#### About this exercise
The stretch from the line with "c.id != source)" through the line with "let mut options" in the records below: write it out exactly, and nothing else.

#### Data

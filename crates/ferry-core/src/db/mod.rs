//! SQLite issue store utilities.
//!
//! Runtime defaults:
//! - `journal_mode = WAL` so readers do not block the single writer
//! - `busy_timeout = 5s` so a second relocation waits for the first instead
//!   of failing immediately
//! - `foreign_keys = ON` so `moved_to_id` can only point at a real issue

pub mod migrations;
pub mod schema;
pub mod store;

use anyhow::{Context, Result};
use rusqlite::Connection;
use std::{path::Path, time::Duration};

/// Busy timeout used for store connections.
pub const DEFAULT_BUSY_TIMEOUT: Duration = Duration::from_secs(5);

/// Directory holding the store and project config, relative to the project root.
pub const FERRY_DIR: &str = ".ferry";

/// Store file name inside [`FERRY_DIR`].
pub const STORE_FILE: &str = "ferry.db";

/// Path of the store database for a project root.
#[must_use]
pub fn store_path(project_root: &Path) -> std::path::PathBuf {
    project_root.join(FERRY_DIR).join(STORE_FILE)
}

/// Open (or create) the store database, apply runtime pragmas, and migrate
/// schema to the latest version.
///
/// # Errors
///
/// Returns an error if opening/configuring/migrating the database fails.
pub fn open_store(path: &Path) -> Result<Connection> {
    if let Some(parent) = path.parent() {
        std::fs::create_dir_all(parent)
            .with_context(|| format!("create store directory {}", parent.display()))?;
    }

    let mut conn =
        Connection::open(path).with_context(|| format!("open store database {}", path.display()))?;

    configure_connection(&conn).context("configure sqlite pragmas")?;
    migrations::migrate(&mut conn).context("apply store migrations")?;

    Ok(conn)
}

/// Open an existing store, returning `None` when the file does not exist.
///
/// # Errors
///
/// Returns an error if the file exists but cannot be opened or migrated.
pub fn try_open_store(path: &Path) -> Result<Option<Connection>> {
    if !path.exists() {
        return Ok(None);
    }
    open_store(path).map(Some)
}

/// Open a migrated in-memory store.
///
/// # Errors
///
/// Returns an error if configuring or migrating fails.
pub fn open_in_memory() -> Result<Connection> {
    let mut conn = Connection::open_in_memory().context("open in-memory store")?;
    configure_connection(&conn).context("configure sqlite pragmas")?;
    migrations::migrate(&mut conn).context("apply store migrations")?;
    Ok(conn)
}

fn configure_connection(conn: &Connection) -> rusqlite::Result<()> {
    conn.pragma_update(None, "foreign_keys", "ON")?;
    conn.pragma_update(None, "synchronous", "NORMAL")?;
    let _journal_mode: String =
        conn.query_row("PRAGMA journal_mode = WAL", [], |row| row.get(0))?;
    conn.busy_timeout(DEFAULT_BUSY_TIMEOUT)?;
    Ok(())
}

==

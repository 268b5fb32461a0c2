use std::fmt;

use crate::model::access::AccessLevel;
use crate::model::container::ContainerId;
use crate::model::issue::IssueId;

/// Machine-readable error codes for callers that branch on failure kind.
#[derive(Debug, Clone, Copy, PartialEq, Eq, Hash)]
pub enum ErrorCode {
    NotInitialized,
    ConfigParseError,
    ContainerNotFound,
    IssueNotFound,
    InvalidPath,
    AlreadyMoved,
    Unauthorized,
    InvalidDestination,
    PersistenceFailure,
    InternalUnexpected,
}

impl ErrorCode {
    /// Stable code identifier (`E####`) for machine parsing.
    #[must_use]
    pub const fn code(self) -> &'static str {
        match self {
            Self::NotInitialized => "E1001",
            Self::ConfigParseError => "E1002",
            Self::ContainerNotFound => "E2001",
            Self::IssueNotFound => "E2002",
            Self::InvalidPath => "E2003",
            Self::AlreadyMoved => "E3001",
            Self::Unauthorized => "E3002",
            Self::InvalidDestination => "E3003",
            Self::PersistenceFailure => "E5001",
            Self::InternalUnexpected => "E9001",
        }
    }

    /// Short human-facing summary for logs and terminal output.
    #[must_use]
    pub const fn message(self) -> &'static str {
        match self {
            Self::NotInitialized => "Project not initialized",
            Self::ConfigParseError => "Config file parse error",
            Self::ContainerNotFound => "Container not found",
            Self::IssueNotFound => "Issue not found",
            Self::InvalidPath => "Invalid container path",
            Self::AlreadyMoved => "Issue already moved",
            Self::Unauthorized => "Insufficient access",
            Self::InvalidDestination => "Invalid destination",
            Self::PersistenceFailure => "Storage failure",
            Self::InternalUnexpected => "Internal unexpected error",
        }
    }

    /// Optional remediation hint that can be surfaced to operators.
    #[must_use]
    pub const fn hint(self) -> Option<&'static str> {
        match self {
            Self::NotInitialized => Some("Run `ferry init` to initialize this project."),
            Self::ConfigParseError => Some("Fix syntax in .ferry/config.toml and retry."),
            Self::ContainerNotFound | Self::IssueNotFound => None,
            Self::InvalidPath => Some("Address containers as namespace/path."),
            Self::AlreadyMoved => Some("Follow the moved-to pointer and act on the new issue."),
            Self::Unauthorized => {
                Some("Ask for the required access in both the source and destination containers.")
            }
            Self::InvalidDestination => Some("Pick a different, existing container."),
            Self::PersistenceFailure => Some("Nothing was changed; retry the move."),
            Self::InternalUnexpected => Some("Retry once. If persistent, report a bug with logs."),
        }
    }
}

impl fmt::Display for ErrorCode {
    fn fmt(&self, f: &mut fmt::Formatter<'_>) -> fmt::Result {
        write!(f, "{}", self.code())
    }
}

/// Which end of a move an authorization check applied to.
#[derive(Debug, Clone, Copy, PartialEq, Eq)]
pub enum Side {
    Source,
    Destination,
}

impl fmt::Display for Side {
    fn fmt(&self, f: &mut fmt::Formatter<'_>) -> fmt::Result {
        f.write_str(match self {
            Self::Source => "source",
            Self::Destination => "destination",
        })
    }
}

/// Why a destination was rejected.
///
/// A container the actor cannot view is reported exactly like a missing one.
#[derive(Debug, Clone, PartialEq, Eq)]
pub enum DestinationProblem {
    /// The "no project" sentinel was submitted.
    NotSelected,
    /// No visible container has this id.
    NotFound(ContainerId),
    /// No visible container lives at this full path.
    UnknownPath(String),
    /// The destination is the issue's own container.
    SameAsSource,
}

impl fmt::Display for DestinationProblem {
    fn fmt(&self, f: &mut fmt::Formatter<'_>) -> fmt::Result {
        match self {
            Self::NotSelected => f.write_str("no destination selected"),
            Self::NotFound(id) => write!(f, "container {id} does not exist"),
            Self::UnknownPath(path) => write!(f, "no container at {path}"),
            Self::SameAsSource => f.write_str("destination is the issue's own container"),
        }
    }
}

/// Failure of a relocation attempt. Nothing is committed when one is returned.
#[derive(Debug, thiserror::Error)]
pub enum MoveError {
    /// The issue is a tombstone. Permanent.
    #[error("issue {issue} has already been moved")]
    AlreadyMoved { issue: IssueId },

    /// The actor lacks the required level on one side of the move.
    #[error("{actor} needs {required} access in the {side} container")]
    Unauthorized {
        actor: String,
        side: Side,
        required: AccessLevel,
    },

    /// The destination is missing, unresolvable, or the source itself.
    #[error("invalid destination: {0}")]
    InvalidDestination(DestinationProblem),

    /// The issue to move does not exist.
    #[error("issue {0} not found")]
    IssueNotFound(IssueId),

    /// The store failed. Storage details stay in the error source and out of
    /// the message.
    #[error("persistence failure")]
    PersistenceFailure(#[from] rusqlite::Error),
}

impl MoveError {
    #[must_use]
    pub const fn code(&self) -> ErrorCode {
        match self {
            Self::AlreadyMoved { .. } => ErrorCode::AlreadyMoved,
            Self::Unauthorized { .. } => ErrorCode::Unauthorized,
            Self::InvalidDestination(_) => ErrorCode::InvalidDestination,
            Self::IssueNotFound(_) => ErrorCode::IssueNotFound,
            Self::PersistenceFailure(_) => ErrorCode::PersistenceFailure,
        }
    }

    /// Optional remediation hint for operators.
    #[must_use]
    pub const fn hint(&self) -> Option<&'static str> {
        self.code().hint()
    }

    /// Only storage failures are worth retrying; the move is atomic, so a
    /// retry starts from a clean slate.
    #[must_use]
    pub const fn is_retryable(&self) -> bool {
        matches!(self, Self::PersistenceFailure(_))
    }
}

...

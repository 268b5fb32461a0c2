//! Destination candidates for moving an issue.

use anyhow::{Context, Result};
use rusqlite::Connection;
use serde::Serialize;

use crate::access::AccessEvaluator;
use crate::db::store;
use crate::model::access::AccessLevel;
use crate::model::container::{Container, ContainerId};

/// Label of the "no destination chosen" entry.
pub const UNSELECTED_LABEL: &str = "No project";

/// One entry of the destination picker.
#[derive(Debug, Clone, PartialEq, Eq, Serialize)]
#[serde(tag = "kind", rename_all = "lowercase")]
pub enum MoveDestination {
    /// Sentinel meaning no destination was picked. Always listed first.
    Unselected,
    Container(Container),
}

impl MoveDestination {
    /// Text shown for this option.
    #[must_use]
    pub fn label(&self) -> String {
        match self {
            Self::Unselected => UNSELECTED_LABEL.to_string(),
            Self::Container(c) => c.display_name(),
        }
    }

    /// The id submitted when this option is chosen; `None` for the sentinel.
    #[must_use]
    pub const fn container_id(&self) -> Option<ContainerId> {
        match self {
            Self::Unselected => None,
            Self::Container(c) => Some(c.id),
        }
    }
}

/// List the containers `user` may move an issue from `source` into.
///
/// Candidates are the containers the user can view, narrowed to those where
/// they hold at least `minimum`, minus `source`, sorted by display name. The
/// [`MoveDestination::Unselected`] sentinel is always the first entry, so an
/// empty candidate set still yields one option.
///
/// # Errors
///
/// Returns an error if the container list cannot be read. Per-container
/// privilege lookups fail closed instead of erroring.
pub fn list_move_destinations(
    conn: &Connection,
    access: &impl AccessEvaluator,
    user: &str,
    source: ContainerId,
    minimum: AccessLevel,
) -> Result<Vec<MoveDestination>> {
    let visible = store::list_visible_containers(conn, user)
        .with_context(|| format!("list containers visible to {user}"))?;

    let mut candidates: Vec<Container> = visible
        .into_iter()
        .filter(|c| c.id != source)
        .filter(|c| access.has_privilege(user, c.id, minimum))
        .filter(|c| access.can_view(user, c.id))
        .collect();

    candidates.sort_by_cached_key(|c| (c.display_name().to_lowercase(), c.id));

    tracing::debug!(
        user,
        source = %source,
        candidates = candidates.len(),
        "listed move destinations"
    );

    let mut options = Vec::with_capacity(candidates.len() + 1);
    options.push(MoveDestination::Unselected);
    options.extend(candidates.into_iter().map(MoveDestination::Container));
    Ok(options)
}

#### Answer for the task
        .filter(|c| c.id != source)
        .filter(|c| access.has_privilege(user, c.id, minimum))
        .filter(|c| access.can_view(user, c.id))
        .collect();

    candidates.sort_by_cached_key(|c| (c.display_name().to_lowercase(), c.id));

    tracing::debug!(
        user,
        source = %source,
        candidates = candidates.len(),
        "listed move destinations"
    );

    let mut options = Vec::with_capacity(candidates.len() + 1);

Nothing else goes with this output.